All three configurations handle these medical imaging workloads without limitation. The GPU choice should therefore be driven primarily by LLM requirements and budget rather than radiology needs.
The RTX 4090 draws 450W TDP with transient spikes to 600W+. Combined with a high-end CPU (170W+ under load) and system overhead, total power draw reaches 800-1000W during inference operations. ATX 3.0 power supplies with native 12VHPWR connectors handle transient spikes up to 3× nominal load—critical for stable operation.
| Configuration | Recommended PSU | Wattage |
|---|---|---|
| RTX 4070 Ti Super + Ryzen 7 | Corsair RM850x | 850W |
| RTX 4080 Super + Ryzen 9 | Corsair RM1000x | 1000W |
| RTX 4090 + Ryzen 9 | Corsair HX1200 | 1200W |
| Future dual GPU | Corsair HX1500i | 1500W+ |
Significant price variation exists between Indian retailers. EliteHubs consistently offers the best GPU and motherboard prices—RTX 4090 at ₹148,945 versus ₹255,000+ on Amazon India. For specific components:
For strict INR 200,000 adherence: Option A delivers a capable POC workstation for medical imaging and models up to 20B parameters. It cannot run 120B models—no consumer hardware within this budget can.

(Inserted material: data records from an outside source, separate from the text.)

//! Observer fan-out for document life-cycle events.
//!
//! Observers implement [`DocumentCallback`] and are invoked in
//! registration order. A failing or panicking observer is logged and
//! skipped; it never affects the caller or the remaining observers.

use std::future::Future;
use std::panic::AssertUnwindSafe;
use std::sync::{Arc, PoisonError, RwLock};

use async_trait::async_trait;
use futures::FutureExt;
use tracing::warn;

use crate::context::DocumentContext;
use crate::manager::DocumentManager;

/// Result type for observer hooks.
pub type CallbackResult = Result<(), Box<dyn std::error::Error + Send + Sync>>;

/// Hooks fired by the document manager.
///
/// `on_document_changed` runs while the document's mutation lock is
/// held, so observers see changes in commit order. Observers must not
/// mutate or read the same document from inside that hook.
#[async_trait]
pub trait DocumentCallback: Send + Sync {
    /// Name used in log output.
    fn name(&self) -> &str {
        std::any::type_name::<Self>()
    }

    /// The manager has started.
    async fn on_initialized(&self, _manager: &Arc<DocumentManager>) -> CallbackResult {
        Ok(())
    }

    /// A document was loaded (or created) into memory.
    async fn on_document_loaded(&self, _ctx: &DocumentContext) -> CallbackResult {
        Ok(())
    }

    /// An update is about to be applied.
    async fn on_document_changing(&self, _ctx: &DocumentContext) -> CallbackResult {
        Ok(())
    }

    /// An update changed the document; `diff` is what the transaction integrated.
    async fn on_document_changed(&self, _ctx: &DocumentContext, _diff: &[u8]) -> CallbackResult {
        Ok(())
    }

    /// A client left, explicitly or by presence expiry.
    async fn on_client_disconnected(
        &self,
        _ctx: &DocumentContext,
        _last_clock: u64,
    ) -> CallbackResult {
        Ok(())
    }

    /// A client's presence is new or its clock advanced.
    async fn on_awareness_updated(
        &self,
        _ctx: &DocumentContext,
        _clock: u64,
        _state: Option<&str>,
    ) -> CallbackResult {
        Ok(())
    }
}

/// Ordered registry of [`DocumentCallback`] observers.
#[derive(Default)]
pub struct CallbackDispatcher {
    callbacks: RwLock<Vec<Arc<dyn DocumentCallback>>>,
}

impl CallbackDispatcher {
    pub fn new() -> Self {
        Self::default()
    }

    /// Register an observer. Observers run in registration order.
    pub fn register(&self, callback: Arc<dyn DocumentCallback>) {
        self.callbacks
            .write()
            .unwrap_or_else(PoisonError::into_inner)
            .push(callback);
    }

    pub fn len(&self) -> usize {
        self.callbacks
            .read()
            .unwrap_or_else(PoisonError::into_inner)
            .len()
    }

    pub fn is_empty(&self) -> bool {
        self.len() == 0
    }

    fn snapshot(&self) -> Vec<Arc<dyn DocumentCallback>> {
        self.callbacks
            .read()
            .unwrap_or_else(PoisonError::into_inner)
            .clone()
    }

    pub async fn initialized(&self, manager: &Arc<DocumentManager>) {
        for callback in self.snapshot() {
            isolate("initialized", callback.name(), callback.on_initialized(manager)).await;
        }
    }

    pub async fn document_loaded(&self, ctx: &DocumentContext) {
        for callback in self.snapshot() {
            isolate("document_loaded", callback.name(), callback.on_document_loaded(ctx)).await;
        }
    }

    pub async fn document_changing(&self, ctx: &DocumentContext) {
        for callback in self.snapshot() {
            isolate(
                "document_changing",
                callback.name(),
                callback.on_document_changing(ctx),
            )
            .await;
        }
    }

    pub async fn document_changed(&self, ctx: &DocumentContext, diff: &[u8]) {
        for callback in self.snapshot() {
            isolate(
                "document_changed",
                callback.name(),
                callback.on_document_changed(ctx, diff),
            )
            .await;
        }
    }

    pub async fn client_disconnected(&self, ctx: &DocumentContext, last_clock: u64) {
        for callback in self.snapshot() {
            isolate(
                "client_disconnected",
                callback.name(),
                callback.on_client_disconnected(ctx, last_clock),
            )
            .await;
        }
    }

    pub async fn awareness_updated(&self, ctx: &DocumentContext, clock: u64, state: Option<&str>) {
        for callback in self.snapshot() {
            isolate(
                "awareness_updated",
                callback.name(),
                callback.on_awareness_updated(ctx, clock, state),
            )
            .await;
        }
    }
}

impl std::fmt::Debug for CallbackDispatcher {
    fn fmt(&self, f: &mut std::fmt::Formatter<'_>) -> std::fmt::Result {
        f.debug_struct("CallbackDispatcher")
            .field("callback_count", &self.len())
            .finish()
    }
}

async fn isolate(event: &str, callback: &str, hook: impl Future<Output = CallbackResult>) {
    match AssertUnwindSafe(hook).catch_unwind().await {
        Ok(Ok(())) => {}
        Ok(Err(e)) => warn!(callback, event, "Callback failed: {}", e),
        Err(_) => warn!(callback, event, "Callback panicked"),
    }
}

#[cfg(test)]
mod tests {
    use super::*;
    use std::sync::Mutex;

    struct Recorder {
        label: &'static str,
        log: Arc<Mutex<Vec<String>>>,
    }

    #[async_trait]
    impl DocumentCallback for Recorder {
        async fn on_document_changed(&self, ctx: &DocumentContext, diff: &[u8]) -> CallbackResult {
            self.log.lock().unwrap().push(format!(
                "{}:{}:{}",
                self.label,
                ctx.document_name,
                diff.len()
            ));
            Ok(())
        }
    }

    struct Failing;

    #[async_trait]
    impl DocumentCallback for Failing {
        async fn on_document_changed(&self, _ctx: &DocumentContext, _diff: &[u8]) -> CallbackResult {
            Err("boom".into())
        }
    }

    struct Panicking;

    #[async_trait]
    impl DocumentCallback for Panicking {
        async fn on_document_changed(&self, _ctx: &DocumentContext, _diff: &[u8]) -> CallbackResult {
            panic!("observer bug");
        }
    }

    #[tokio::test]
    async fn test_observers_run_in_registration_order() {
        let log = Arc::new(Mutex::new(Vec::new()));
        let dispatcher = CallbackDispatcher::new();
        for label in ["first", "second", "third"] {
            dispatcher.register(Arc::new(Recorder {
                label,
                log: log.clone(),
            }));
        }

        dispatcher
            .document_changed(&DocumentContext::new("notes", 7), &[1, 2])
            .await;

        assert_eq!(
            *log.lock().unwrap(),
            vec!["first:notes:2", "second:notes:2", "third:notes:2"]
        );
    }

    #[tokio::test]
    async fn test_failures_and_panics_are_isolated() {
        let log = Arc::new(Mutex::new(Vec::new()));
        let dispatcher = CallbackDispatcher::new();
        dispatcher.register(Arc::new(Failing));
        dispatcher.register(Arc::new(Panicking));
        dispatcher.register(Arc::new(Recorder {
            label: "survivor",
            log: log.clone(),
        }));

        dispatcher
            .document_changed(&DocumentContext::new("notes", 1), &[9])
            .await;

        assert_eq!(*log.lock().unwrap(), vec!["survivor:notes:1"]);
    }

    #[tokio::test]
    async fn test_default_hooks_are_noops() {
        let dispatcher = CallbackDispatcher::new();
        dispatcher.register(Arc::new(Failing));
        assert_eq!(dispatcher.len(), 1);

        // Failing only overrides on_document_changed
        let ctx = DocumentContext::new("notes", 1);
        dispatcher.document_loaded(&ctx).await;
        dispatcher.client_disconnected(&ctx, 3).await;
        dispatcher.awareness_updated(&ctx, 1, None).await;
    }
}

For serious LLM development: Stretch to Option C with the RTX 4090. The ₹80,000+ budget increase purchases 8GB additional VRAM, 50% higher memory bandwidth, and 55% faster inference—differences that fundamentally change what models are practical to run. The expandability to dual GPUs creates a viable path toward 70B models.
For 120B models specifically: The honest answer is that consumer hardware is insufficient. Options include: (1) using quantized 70B models as a proxy during POC development, (2) hybrid inference with partial CPU offloading accepting 1-2 tokens/sec speeds, (3) cloud API access for 120B+ inference, or (4) substantially larger budget for used datacenter GPUs (2× A100 80GB at ₹800,000+).
The recommended path is Option C with the RTX 4090, acknowledging budget overrun, combined with cloud API usage for 120B model validation during POC. This balances local development capability, expandability, and practical access to larger models when required.
Configuration pricing current as of December 2024. Indian market prices fluctuate; verify current rates before purchase. Performance benchmarks derived from community testing on similar hardware configurations.